* _TASK TO COMPLETE_
Look through the listing for the string "CustomerEmail" and copy out every line that holds it.

* _EXERCISE INPUT_
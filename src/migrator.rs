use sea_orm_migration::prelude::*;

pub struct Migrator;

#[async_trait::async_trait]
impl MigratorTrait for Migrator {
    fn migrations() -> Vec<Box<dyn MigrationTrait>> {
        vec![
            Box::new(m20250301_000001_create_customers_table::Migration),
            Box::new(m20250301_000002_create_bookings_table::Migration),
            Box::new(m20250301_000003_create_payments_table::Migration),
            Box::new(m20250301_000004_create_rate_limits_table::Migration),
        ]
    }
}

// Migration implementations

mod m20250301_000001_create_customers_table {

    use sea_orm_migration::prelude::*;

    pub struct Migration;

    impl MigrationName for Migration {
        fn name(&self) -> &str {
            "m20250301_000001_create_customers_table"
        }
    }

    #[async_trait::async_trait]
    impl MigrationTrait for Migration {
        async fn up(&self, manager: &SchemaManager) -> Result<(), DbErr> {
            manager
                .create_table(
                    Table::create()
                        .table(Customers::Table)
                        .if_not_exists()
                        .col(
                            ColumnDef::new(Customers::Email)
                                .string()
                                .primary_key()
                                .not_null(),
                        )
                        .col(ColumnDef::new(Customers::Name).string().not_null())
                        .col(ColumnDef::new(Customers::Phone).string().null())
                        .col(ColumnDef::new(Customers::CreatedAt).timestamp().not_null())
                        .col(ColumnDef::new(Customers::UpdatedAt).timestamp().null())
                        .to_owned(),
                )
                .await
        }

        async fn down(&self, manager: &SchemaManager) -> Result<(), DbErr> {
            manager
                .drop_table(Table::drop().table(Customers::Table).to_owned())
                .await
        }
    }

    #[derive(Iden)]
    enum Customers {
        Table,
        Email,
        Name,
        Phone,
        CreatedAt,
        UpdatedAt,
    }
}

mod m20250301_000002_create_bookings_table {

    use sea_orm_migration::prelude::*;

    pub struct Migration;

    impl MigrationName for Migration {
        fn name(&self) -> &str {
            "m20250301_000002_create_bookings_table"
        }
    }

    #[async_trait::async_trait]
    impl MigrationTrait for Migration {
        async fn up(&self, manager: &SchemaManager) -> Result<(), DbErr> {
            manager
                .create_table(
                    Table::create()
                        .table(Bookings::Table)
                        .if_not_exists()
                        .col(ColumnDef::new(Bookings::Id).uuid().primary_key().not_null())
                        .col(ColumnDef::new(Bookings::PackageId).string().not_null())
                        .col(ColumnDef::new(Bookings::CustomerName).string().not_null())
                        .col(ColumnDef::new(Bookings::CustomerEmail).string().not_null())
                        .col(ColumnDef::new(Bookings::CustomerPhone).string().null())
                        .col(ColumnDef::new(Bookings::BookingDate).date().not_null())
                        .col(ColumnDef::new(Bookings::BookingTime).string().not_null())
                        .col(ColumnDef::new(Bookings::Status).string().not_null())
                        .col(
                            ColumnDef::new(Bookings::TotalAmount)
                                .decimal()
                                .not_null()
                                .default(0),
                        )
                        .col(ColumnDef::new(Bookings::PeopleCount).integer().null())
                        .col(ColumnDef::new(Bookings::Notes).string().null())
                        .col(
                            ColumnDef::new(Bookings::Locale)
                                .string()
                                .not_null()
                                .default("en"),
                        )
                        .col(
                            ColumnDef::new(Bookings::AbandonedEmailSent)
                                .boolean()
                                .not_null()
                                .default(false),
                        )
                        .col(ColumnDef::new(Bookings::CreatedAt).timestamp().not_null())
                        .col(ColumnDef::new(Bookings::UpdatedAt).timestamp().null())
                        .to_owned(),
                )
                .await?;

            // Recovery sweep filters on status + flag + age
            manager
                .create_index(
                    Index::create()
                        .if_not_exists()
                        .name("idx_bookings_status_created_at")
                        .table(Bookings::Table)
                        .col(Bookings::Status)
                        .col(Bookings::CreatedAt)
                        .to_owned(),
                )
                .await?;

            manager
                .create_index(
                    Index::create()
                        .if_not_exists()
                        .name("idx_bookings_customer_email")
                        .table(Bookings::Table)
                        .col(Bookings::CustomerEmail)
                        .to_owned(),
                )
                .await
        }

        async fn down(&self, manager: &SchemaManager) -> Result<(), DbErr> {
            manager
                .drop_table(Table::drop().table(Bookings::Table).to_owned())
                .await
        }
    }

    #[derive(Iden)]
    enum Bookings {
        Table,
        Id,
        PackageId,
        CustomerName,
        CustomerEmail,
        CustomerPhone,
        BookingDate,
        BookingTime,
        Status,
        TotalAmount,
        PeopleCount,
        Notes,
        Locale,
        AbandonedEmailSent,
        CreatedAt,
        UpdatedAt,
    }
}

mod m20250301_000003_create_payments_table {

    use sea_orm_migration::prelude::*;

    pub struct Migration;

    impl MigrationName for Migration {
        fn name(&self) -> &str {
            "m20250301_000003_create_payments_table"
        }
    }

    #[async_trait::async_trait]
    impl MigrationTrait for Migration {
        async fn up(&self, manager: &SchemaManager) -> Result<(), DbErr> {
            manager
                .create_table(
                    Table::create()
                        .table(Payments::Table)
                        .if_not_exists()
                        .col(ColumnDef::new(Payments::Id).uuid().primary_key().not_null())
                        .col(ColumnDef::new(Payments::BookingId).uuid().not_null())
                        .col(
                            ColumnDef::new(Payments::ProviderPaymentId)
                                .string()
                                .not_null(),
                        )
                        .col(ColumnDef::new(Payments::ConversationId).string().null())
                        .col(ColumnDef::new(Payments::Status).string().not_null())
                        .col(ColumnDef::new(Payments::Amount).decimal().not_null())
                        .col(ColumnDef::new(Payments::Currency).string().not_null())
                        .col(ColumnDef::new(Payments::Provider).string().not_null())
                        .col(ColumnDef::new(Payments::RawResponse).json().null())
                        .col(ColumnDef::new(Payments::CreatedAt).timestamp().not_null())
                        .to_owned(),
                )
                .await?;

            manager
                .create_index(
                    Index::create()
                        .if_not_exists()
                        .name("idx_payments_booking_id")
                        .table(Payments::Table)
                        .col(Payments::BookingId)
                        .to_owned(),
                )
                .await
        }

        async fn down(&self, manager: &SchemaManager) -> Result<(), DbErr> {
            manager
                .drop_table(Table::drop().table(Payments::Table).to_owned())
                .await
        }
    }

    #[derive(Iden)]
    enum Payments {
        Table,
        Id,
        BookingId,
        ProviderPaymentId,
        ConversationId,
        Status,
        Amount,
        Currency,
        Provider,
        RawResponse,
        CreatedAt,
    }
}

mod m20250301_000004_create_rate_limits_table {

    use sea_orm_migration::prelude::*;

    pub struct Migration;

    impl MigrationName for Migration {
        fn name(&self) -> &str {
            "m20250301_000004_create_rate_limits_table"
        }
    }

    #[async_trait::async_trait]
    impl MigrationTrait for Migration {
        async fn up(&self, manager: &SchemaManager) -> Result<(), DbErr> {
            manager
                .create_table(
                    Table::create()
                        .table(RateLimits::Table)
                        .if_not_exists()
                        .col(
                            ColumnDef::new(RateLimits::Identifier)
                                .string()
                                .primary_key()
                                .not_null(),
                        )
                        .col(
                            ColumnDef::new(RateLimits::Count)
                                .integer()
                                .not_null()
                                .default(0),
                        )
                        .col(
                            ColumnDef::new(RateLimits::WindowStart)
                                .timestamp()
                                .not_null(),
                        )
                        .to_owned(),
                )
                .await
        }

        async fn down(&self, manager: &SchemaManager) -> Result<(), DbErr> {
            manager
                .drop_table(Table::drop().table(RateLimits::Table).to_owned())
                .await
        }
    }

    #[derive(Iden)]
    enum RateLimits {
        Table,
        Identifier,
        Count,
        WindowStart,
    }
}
---
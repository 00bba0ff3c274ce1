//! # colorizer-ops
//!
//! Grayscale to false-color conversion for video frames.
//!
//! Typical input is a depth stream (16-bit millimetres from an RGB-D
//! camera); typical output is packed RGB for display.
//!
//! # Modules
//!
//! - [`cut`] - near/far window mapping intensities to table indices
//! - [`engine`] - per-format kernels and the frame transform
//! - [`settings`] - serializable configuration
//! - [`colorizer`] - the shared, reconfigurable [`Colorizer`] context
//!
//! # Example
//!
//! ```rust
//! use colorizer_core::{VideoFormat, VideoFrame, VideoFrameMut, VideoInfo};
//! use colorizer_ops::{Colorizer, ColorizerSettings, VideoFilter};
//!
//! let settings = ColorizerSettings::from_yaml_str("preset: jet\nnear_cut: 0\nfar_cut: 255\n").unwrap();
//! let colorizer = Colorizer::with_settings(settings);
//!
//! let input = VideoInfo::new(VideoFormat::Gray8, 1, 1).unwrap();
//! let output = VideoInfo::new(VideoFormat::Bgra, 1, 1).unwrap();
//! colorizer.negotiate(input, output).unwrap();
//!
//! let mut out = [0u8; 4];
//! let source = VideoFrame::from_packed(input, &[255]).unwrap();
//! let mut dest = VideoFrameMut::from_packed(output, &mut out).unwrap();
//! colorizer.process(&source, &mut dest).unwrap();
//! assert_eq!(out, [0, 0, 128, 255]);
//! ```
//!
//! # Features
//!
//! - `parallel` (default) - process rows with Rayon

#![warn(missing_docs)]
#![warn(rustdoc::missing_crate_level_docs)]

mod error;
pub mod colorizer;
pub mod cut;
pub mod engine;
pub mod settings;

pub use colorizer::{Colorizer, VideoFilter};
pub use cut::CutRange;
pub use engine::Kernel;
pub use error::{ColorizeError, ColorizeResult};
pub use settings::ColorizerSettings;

* _ANSWER FOR THE TASK_
                        .col(ColumnDef::new(Bookings::CustomerEmail).string().not_null())
                        .col(Bookings::CustomerEmail)
        CustomerEmail,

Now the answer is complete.